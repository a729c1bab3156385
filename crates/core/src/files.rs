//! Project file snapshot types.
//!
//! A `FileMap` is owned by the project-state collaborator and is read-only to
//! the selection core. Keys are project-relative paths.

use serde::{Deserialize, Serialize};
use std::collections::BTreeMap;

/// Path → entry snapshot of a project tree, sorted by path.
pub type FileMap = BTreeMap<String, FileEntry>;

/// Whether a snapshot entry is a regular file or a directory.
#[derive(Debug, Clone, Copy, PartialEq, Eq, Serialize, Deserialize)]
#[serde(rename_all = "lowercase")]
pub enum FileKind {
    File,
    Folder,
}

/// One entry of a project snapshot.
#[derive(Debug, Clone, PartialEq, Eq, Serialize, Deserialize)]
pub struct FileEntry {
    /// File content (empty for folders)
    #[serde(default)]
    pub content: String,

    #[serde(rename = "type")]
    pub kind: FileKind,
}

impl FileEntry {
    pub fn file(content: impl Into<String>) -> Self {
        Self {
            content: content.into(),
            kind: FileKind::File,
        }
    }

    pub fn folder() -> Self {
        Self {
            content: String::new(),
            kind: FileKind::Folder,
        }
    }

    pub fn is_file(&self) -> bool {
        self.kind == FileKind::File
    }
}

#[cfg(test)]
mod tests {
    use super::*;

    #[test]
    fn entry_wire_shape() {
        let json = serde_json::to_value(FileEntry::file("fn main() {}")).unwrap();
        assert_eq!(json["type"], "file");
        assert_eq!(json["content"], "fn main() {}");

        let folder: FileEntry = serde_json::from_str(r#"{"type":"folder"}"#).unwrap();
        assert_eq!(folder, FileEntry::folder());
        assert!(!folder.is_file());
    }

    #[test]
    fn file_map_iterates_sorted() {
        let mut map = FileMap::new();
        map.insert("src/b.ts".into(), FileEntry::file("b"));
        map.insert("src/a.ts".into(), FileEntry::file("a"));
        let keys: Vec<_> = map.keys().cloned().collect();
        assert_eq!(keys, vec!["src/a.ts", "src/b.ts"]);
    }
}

• • • • •

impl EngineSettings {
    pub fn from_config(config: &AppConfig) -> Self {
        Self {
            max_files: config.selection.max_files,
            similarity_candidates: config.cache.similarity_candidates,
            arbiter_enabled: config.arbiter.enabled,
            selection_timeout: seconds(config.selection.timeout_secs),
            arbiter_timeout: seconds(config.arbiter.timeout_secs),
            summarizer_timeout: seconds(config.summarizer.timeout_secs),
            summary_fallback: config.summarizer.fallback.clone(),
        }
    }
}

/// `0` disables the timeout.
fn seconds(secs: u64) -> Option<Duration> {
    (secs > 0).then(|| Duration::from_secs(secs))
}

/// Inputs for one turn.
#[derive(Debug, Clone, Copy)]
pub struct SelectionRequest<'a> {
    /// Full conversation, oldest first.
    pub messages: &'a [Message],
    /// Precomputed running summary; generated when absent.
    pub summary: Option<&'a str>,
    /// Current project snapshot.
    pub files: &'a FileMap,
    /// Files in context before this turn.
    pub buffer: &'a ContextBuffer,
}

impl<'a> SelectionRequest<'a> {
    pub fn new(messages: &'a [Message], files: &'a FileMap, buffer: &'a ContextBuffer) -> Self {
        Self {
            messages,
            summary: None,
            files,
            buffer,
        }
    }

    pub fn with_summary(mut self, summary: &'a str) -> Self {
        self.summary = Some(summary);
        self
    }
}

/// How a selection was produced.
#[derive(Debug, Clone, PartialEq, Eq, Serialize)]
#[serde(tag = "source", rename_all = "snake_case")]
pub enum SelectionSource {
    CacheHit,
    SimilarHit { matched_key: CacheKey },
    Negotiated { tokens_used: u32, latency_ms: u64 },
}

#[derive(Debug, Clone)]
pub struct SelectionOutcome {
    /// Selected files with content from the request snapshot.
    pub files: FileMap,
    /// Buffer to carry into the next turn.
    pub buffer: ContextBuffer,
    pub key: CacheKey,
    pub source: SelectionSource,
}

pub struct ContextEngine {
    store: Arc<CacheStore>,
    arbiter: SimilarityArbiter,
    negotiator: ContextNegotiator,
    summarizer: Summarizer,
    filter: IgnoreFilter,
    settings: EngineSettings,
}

• • • • •

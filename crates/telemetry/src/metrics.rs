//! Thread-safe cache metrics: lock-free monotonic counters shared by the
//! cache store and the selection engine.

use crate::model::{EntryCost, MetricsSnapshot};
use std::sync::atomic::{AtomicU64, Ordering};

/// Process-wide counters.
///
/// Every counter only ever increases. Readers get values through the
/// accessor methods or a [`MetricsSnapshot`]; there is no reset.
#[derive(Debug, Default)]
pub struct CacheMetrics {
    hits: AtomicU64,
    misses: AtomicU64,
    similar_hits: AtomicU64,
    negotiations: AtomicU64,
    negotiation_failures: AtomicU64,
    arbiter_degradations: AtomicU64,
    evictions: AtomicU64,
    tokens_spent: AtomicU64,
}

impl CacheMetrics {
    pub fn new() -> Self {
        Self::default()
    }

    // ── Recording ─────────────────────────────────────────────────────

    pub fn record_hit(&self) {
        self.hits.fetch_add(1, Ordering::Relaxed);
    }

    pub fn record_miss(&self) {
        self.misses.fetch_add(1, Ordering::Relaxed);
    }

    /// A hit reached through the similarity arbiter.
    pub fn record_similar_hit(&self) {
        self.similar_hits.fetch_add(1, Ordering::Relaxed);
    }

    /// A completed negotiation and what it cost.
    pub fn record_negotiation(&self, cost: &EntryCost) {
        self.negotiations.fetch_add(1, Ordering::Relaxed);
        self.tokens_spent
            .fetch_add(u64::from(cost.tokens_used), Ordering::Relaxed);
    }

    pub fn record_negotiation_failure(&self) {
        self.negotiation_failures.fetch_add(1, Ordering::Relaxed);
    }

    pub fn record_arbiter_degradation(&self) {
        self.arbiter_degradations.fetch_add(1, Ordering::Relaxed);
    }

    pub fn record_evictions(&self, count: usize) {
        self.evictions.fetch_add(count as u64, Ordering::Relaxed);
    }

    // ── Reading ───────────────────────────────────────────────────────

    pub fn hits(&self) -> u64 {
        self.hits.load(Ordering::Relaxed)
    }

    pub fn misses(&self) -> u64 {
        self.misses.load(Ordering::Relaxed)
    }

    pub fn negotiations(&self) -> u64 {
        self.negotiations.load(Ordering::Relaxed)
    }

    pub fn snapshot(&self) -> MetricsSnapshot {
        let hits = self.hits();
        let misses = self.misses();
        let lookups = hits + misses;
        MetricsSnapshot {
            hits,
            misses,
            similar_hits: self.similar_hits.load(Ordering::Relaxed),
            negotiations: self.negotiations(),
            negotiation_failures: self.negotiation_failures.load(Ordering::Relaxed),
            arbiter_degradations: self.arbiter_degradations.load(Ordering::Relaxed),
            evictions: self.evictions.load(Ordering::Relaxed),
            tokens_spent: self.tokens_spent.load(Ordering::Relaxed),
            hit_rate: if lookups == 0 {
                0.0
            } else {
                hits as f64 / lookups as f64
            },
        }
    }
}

• • • • •

## Exercise requirements:
Within the material above, extract exactly the lines that start at the line containing "pub struct FileEntry" and stop after the line containing "let mut map = FileMap::new();", and only those.

## Answer for this exercise:
pub struct FileEntry {
    /// File content (empty for folders)
    #[serde(default)]
    pub content: String,

    #[serde(rename = "type")]
    pub kind: FileKind,
}

impl FileEntry {
    pub fn file(content: impl Into<String>) -> Self {
        Self {
            content: content.into(),
            kind: FileKind::File,
        }
    }

    pub fn folder() -> Self {
        Self {
            content: String::new(),
            kind: FileKind::Folder,
        }
    }

    pub fn is_file(&self) -> bool {
        self.kind == FileKind::File
    }
}

#[cfg(test)]
mod tests {
    use super::*;

    #[test]
    fn entry_wire_shape() {
        let json = serde_json::to_value(FileEntry::file("fn main() {}")).unwrap();
        assert_eq!(json["type"], "file");
        assert_eq!(json["content"], "fn main() {}");

        let folder: FileEntry = serde_json::from_str(r#"{"type":"folder"}"#).unwrap();
        assert_eq!(folder, FileEntry::folder());
        assert!(!folder.is_file());
    }

    #[test]
    fn file_map_iterates_sorted() {
        let mut map = FileMap::new();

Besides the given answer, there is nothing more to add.